Task details:
Out of the entries that follow, copy each line containing "metrics".

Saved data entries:
>>>>
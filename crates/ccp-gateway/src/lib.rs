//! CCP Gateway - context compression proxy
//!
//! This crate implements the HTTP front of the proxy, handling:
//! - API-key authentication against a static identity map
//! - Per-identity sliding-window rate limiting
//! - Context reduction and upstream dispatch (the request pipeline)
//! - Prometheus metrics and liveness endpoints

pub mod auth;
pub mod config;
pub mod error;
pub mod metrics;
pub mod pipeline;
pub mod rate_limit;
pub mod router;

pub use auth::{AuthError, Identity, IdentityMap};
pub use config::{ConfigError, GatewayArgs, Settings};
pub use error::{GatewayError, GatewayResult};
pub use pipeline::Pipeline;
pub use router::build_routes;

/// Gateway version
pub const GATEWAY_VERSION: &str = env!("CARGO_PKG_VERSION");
<<<<
>>>>
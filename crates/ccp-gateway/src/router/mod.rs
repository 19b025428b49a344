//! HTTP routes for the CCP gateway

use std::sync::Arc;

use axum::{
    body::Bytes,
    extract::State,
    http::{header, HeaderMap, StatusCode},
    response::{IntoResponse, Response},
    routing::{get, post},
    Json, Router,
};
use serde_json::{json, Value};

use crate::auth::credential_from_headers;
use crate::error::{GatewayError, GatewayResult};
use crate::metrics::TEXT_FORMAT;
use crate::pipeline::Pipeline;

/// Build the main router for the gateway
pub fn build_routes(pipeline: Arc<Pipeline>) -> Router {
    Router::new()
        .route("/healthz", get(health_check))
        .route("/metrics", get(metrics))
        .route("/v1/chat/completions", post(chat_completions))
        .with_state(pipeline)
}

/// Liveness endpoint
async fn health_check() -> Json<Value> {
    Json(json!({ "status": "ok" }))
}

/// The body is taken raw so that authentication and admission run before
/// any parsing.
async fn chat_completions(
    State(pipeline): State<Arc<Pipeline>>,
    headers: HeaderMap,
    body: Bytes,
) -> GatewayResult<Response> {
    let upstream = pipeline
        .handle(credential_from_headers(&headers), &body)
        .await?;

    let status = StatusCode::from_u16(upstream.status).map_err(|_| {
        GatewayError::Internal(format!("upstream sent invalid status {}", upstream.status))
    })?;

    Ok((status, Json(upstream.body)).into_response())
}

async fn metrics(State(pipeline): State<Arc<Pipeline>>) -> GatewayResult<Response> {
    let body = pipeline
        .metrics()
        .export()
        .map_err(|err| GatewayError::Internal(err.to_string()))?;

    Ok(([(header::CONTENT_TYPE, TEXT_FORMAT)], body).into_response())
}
<<<<
Exercise output:
//! - Prometheus metrics and liveness endpoints
pub mod metrics;
use crate::metrics::TEXT_FORMAT;
        .route("/metrics", get(metrics))
async fn metrics(State(pipeline): State<Arc<Pipeline>>) -> GatewayResult<Response> {
        .metrics()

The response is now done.